◆ **Collected data entries**

※ ※ ※

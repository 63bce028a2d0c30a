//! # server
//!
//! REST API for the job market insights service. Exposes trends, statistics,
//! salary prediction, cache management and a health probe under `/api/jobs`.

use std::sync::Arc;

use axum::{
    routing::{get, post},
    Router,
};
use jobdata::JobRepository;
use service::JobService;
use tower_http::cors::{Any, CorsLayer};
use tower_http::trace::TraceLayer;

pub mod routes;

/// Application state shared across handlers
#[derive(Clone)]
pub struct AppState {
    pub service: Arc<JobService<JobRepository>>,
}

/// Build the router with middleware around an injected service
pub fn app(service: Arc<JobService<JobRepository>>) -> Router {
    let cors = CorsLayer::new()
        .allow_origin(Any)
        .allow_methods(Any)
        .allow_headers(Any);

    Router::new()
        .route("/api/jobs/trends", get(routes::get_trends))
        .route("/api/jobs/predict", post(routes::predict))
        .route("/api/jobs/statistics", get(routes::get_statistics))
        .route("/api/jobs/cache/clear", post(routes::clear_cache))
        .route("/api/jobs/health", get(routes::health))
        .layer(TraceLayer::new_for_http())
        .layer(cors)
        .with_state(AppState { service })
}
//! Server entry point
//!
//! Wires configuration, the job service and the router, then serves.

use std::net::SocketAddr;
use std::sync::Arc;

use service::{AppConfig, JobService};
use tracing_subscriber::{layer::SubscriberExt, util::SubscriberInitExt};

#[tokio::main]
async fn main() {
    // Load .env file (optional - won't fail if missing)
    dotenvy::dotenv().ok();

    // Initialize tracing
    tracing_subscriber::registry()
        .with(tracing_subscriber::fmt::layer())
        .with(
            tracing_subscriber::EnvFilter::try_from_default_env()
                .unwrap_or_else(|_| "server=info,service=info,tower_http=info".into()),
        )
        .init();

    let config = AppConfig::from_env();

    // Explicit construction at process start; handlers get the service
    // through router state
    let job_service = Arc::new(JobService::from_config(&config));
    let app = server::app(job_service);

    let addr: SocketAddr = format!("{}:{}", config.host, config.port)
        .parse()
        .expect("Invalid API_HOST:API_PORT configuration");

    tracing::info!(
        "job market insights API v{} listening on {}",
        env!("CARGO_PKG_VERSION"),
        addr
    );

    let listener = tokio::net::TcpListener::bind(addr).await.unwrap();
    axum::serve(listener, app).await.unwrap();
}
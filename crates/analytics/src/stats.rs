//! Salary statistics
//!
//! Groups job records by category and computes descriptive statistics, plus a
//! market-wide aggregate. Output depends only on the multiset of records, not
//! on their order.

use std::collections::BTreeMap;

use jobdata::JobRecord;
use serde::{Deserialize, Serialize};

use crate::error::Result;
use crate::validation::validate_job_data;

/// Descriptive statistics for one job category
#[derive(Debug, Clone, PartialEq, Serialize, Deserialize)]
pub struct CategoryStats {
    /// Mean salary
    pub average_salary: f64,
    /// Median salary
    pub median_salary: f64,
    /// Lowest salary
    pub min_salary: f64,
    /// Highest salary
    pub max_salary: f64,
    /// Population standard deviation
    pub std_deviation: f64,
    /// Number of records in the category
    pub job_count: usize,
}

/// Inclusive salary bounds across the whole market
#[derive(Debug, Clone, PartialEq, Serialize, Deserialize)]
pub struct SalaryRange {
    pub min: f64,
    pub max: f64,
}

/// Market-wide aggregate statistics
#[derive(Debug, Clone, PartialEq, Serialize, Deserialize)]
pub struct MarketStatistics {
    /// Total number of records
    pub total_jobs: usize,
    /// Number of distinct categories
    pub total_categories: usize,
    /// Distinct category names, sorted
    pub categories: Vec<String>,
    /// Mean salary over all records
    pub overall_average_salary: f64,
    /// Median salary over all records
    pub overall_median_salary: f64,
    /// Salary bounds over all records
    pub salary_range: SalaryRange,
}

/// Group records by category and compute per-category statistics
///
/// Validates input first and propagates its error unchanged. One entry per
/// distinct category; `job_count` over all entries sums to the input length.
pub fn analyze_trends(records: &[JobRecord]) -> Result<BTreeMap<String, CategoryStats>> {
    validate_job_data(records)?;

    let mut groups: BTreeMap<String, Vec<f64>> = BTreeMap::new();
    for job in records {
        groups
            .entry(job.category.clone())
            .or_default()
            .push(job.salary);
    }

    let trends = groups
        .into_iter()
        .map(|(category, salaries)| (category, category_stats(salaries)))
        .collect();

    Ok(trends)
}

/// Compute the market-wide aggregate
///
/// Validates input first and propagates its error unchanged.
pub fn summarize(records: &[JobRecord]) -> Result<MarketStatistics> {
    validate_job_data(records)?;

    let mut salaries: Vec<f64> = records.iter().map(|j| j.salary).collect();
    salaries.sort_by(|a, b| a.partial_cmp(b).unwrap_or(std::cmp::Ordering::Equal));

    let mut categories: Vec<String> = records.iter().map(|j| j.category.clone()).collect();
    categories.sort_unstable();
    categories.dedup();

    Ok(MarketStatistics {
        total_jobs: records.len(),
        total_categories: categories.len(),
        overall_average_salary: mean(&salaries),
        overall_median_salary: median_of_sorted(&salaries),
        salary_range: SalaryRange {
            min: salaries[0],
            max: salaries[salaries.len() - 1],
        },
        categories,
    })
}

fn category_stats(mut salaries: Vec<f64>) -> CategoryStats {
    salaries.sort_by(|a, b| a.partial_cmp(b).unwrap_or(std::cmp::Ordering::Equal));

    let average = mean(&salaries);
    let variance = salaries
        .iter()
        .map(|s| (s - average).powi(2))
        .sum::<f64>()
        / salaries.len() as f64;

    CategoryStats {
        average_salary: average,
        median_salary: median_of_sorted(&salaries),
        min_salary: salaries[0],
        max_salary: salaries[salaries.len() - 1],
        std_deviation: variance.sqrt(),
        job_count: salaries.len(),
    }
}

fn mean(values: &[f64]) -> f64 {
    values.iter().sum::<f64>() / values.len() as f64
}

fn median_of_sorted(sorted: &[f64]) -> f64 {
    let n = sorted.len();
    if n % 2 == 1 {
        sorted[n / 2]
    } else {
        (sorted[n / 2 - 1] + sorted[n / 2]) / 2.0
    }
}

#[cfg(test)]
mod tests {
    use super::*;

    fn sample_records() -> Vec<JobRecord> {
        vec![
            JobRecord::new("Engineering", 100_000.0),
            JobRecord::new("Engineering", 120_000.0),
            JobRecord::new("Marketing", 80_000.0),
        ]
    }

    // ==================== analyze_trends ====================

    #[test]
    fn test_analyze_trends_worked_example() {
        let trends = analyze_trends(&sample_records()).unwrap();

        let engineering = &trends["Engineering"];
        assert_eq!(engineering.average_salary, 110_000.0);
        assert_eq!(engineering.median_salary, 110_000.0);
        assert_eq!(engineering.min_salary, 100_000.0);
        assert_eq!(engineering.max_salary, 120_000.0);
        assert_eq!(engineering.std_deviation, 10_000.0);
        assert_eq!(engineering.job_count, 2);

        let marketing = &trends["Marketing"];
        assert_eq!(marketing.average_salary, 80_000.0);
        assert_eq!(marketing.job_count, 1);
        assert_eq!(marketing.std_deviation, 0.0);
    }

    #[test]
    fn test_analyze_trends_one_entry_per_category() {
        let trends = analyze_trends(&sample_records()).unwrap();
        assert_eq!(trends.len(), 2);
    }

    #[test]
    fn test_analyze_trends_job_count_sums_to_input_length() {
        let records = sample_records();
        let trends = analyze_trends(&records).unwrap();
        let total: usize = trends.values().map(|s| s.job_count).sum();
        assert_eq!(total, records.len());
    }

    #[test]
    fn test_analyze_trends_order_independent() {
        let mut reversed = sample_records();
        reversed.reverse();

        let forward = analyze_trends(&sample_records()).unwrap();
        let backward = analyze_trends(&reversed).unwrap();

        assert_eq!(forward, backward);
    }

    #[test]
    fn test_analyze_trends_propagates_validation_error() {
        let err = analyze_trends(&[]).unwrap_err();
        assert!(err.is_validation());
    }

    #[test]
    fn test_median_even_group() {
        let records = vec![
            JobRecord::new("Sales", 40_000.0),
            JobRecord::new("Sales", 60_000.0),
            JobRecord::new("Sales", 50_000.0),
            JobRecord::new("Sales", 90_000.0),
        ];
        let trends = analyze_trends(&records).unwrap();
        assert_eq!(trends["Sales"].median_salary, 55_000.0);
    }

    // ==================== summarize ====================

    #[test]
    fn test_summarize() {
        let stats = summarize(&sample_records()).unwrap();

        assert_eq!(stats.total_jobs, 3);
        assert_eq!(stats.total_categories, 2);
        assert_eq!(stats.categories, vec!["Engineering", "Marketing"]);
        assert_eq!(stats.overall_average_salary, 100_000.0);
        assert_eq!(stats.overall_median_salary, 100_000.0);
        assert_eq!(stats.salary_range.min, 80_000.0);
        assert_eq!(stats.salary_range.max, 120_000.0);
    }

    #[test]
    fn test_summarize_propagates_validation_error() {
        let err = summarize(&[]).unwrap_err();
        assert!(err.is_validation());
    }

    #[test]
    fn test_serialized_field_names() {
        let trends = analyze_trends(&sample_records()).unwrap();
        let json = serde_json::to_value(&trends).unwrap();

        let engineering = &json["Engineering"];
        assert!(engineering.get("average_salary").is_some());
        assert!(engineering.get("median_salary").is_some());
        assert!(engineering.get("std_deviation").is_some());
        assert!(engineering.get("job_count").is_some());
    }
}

※ ※ ※

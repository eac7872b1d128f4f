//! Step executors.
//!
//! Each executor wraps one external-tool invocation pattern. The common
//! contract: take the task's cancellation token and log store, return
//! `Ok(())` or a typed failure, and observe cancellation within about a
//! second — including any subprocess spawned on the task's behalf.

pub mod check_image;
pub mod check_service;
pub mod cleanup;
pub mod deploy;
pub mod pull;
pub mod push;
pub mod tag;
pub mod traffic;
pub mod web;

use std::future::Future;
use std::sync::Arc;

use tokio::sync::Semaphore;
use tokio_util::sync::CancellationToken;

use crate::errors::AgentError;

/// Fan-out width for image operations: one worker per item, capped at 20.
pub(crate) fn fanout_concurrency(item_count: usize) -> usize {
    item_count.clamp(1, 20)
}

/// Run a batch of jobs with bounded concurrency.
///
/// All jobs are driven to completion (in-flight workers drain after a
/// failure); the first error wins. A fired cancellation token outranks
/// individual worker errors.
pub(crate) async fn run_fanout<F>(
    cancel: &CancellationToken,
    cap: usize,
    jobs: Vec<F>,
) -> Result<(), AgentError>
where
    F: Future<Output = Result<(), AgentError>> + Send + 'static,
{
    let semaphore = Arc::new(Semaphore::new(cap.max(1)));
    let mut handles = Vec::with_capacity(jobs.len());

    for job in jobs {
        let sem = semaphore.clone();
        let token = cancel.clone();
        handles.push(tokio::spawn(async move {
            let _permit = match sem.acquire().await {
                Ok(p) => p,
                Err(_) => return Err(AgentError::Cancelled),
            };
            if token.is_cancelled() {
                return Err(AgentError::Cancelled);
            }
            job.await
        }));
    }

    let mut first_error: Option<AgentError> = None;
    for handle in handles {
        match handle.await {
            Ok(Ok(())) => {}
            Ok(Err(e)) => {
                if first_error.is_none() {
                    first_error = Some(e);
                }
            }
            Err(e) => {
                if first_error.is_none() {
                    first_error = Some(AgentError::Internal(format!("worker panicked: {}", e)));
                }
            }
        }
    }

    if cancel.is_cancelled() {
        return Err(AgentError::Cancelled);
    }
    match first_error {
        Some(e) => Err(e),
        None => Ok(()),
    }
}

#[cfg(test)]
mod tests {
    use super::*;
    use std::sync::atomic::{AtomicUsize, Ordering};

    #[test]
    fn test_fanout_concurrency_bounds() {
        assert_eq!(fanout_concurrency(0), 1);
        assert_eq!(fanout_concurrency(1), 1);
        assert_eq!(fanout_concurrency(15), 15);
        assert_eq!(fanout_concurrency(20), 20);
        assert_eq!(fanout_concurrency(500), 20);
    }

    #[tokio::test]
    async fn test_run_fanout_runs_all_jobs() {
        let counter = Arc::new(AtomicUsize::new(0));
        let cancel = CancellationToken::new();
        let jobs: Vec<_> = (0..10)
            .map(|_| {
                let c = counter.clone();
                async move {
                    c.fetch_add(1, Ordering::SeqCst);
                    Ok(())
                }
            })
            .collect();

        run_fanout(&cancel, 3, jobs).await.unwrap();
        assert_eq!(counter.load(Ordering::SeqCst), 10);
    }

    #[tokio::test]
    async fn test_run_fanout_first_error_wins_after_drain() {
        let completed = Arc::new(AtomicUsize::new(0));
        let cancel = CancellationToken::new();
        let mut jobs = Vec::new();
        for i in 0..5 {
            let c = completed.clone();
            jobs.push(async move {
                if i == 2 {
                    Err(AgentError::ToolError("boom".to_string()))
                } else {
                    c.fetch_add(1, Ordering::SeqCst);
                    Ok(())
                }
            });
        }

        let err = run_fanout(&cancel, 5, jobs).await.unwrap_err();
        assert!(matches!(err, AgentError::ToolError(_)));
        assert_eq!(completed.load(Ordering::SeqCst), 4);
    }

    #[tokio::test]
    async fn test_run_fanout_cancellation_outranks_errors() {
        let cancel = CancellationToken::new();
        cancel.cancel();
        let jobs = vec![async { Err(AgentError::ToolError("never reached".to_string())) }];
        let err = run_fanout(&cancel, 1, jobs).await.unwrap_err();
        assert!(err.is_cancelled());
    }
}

※ ※ ※

◆ **EXERCISE**
Say how many lines above contain "Ordering", and give no words besides the number.

◆ **SOLUTION**
7